_YOUR INSTRUCTIONS_
Where does the string "source" appear in the material? Copy each line that holds it.

------------------------------------------------------------

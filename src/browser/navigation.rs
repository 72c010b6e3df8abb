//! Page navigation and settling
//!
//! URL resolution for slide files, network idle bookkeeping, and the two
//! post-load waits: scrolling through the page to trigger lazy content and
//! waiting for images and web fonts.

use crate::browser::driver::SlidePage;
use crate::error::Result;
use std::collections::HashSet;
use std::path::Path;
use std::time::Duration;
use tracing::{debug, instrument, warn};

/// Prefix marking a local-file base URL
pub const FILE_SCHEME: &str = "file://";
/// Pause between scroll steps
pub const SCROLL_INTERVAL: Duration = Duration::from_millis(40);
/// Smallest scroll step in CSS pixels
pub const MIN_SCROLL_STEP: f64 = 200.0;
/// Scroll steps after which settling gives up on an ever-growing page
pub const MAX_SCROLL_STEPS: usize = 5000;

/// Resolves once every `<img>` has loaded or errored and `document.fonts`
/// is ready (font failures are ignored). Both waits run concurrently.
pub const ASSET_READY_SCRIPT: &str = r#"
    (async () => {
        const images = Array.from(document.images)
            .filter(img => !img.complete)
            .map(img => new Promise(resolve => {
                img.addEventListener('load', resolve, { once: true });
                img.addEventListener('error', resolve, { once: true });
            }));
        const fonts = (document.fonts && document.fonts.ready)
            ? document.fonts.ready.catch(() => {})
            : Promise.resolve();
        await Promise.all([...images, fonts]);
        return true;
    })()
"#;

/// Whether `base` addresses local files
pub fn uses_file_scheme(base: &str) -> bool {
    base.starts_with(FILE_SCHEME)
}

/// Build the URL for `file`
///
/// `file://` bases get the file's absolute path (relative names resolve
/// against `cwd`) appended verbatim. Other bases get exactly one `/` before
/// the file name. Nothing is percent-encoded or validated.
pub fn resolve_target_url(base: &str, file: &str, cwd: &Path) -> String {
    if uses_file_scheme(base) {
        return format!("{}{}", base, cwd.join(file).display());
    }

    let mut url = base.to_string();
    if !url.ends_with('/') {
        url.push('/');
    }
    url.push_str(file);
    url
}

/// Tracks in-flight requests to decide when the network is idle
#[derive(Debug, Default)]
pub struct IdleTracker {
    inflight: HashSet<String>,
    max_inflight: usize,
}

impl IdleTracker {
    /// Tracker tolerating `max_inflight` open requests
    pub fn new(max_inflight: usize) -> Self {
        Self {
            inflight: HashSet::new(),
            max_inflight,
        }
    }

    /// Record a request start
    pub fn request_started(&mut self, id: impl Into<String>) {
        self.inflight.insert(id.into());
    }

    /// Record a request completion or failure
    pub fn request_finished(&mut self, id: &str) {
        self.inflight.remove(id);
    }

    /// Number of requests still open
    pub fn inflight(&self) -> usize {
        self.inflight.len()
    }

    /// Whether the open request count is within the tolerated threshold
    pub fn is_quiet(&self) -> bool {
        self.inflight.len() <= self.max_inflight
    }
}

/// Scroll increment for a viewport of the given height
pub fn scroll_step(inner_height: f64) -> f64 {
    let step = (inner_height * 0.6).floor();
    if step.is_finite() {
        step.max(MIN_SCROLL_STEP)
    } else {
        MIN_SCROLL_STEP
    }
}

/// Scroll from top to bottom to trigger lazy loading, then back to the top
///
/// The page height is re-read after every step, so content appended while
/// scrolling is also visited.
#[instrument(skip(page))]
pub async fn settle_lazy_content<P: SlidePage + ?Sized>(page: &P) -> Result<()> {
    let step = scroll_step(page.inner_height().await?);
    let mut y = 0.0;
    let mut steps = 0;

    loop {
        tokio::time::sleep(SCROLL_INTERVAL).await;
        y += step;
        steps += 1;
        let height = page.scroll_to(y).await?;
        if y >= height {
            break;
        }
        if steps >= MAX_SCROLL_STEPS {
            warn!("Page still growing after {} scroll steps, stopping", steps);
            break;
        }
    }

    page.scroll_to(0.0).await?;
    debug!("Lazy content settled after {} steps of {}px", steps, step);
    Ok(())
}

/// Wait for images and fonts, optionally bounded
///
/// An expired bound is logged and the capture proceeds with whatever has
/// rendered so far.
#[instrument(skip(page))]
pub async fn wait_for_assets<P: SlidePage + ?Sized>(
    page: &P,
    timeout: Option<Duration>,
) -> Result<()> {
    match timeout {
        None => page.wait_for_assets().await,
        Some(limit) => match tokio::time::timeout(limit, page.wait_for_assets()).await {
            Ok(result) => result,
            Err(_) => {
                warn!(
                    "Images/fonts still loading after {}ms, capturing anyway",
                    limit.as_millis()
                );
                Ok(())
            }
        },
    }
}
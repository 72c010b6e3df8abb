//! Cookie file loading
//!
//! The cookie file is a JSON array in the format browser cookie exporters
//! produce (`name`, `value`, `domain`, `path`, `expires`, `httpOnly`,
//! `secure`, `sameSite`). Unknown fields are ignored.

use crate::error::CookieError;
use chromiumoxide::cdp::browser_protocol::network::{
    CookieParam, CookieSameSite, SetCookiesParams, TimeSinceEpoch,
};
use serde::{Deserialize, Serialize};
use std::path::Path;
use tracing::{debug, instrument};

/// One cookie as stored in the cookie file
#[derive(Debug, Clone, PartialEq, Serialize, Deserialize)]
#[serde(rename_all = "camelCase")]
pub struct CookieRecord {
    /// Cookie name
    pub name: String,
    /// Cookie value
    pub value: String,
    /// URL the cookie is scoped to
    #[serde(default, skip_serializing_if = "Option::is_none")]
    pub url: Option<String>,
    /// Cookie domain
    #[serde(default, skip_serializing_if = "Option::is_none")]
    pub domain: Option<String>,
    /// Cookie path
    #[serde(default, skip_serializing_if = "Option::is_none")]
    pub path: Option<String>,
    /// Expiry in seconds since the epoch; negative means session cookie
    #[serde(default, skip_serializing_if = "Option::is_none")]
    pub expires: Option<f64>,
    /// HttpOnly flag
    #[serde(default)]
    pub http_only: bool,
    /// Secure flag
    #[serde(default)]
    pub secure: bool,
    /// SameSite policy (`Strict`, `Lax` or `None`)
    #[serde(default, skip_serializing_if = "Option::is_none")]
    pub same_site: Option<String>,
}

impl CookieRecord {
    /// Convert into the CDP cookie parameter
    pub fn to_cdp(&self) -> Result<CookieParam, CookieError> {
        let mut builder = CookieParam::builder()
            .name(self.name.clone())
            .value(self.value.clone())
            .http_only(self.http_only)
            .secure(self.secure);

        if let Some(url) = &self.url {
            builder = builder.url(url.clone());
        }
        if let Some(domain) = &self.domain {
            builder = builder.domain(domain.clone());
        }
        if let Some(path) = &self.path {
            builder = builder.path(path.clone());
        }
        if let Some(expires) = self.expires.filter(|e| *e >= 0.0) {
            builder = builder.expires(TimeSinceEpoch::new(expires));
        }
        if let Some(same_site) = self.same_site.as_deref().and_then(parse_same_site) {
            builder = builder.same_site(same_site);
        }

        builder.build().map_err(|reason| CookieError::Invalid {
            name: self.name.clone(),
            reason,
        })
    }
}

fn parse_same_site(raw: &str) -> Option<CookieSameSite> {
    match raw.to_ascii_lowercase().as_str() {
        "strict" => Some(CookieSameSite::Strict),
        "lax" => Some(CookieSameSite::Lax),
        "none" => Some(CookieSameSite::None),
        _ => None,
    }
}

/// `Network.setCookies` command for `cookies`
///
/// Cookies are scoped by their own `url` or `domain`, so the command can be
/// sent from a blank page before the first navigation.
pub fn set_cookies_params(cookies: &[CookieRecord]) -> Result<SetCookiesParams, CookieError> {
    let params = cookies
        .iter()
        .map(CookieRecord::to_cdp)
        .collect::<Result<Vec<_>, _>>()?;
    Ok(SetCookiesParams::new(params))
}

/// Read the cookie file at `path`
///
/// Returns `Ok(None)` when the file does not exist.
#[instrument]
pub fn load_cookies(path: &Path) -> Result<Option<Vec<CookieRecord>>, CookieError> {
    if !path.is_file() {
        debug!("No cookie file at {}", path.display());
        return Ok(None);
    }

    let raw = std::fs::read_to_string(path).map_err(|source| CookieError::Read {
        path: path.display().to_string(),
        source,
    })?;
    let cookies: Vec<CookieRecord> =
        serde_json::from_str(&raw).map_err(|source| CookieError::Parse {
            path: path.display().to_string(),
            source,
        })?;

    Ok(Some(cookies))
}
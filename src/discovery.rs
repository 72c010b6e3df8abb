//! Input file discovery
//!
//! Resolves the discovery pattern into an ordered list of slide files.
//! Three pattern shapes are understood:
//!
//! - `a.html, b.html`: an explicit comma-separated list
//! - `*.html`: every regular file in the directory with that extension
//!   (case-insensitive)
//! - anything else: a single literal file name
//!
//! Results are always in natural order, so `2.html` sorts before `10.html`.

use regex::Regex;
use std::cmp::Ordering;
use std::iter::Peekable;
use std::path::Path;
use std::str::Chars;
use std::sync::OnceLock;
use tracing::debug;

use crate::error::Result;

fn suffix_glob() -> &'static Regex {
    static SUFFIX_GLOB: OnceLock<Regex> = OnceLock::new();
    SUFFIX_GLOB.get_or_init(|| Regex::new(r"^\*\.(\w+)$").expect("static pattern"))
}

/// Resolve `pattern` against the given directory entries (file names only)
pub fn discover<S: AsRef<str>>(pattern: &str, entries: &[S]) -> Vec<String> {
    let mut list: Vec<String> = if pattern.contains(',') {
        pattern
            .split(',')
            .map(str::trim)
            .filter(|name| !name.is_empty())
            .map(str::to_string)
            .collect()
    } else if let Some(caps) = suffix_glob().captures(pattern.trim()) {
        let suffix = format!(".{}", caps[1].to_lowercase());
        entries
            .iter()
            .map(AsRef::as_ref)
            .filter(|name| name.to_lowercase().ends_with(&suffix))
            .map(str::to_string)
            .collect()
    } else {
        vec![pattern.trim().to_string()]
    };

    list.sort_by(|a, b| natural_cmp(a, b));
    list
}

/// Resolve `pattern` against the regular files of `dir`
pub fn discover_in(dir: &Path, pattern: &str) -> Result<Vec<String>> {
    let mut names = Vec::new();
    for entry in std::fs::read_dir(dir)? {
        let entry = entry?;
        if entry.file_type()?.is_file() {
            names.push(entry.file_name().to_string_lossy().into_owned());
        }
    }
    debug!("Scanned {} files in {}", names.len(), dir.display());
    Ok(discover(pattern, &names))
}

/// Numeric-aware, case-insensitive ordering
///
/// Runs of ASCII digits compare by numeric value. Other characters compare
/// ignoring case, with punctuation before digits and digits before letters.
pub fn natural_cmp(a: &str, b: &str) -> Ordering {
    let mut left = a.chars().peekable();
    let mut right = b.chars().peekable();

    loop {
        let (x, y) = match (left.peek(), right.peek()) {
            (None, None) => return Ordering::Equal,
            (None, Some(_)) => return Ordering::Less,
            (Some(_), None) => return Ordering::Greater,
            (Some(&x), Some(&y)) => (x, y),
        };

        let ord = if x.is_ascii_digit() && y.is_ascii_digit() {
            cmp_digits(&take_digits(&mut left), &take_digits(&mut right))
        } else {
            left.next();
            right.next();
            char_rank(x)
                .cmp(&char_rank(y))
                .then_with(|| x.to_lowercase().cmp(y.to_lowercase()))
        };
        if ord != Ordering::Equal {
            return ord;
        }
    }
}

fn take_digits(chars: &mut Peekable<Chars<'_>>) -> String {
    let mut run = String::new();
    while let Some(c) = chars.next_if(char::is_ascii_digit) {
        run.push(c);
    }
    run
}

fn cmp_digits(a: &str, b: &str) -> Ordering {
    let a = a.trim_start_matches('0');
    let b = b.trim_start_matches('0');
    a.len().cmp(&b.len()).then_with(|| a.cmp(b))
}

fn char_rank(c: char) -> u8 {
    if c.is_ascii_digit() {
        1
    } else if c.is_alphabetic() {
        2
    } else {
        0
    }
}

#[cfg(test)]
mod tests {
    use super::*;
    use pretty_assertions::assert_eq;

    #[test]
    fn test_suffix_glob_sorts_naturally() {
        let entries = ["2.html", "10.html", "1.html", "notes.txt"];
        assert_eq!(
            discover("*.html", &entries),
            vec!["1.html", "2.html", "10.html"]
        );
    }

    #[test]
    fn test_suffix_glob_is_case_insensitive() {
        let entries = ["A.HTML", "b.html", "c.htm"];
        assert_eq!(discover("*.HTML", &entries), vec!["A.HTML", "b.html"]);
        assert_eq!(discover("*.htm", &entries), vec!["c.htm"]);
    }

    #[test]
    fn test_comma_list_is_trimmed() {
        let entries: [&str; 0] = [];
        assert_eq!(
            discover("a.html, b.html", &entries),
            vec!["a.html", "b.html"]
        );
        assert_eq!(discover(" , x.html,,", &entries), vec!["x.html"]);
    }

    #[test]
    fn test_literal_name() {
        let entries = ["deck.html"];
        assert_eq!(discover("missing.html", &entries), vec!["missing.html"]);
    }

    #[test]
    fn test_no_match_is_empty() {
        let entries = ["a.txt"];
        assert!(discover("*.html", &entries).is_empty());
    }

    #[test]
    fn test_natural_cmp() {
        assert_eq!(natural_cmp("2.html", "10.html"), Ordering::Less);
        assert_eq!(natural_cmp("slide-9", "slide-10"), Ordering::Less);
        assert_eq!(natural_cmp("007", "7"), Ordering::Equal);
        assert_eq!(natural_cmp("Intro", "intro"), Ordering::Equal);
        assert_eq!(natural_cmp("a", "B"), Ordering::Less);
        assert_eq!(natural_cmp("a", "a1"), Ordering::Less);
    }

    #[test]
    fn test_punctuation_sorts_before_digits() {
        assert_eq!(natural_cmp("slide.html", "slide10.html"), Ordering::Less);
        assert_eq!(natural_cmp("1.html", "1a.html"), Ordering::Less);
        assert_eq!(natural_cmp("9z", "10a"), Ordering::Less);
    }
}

------------------------------------------------------------

_RESULT OF THE EXERCISE_
    let raw = std::fs::read_to_string(path).map_err(|source| CookieError::Read {
        source,
        serde_json::from_str(&raw).map_err(|source| CookieError::Parse {
            source,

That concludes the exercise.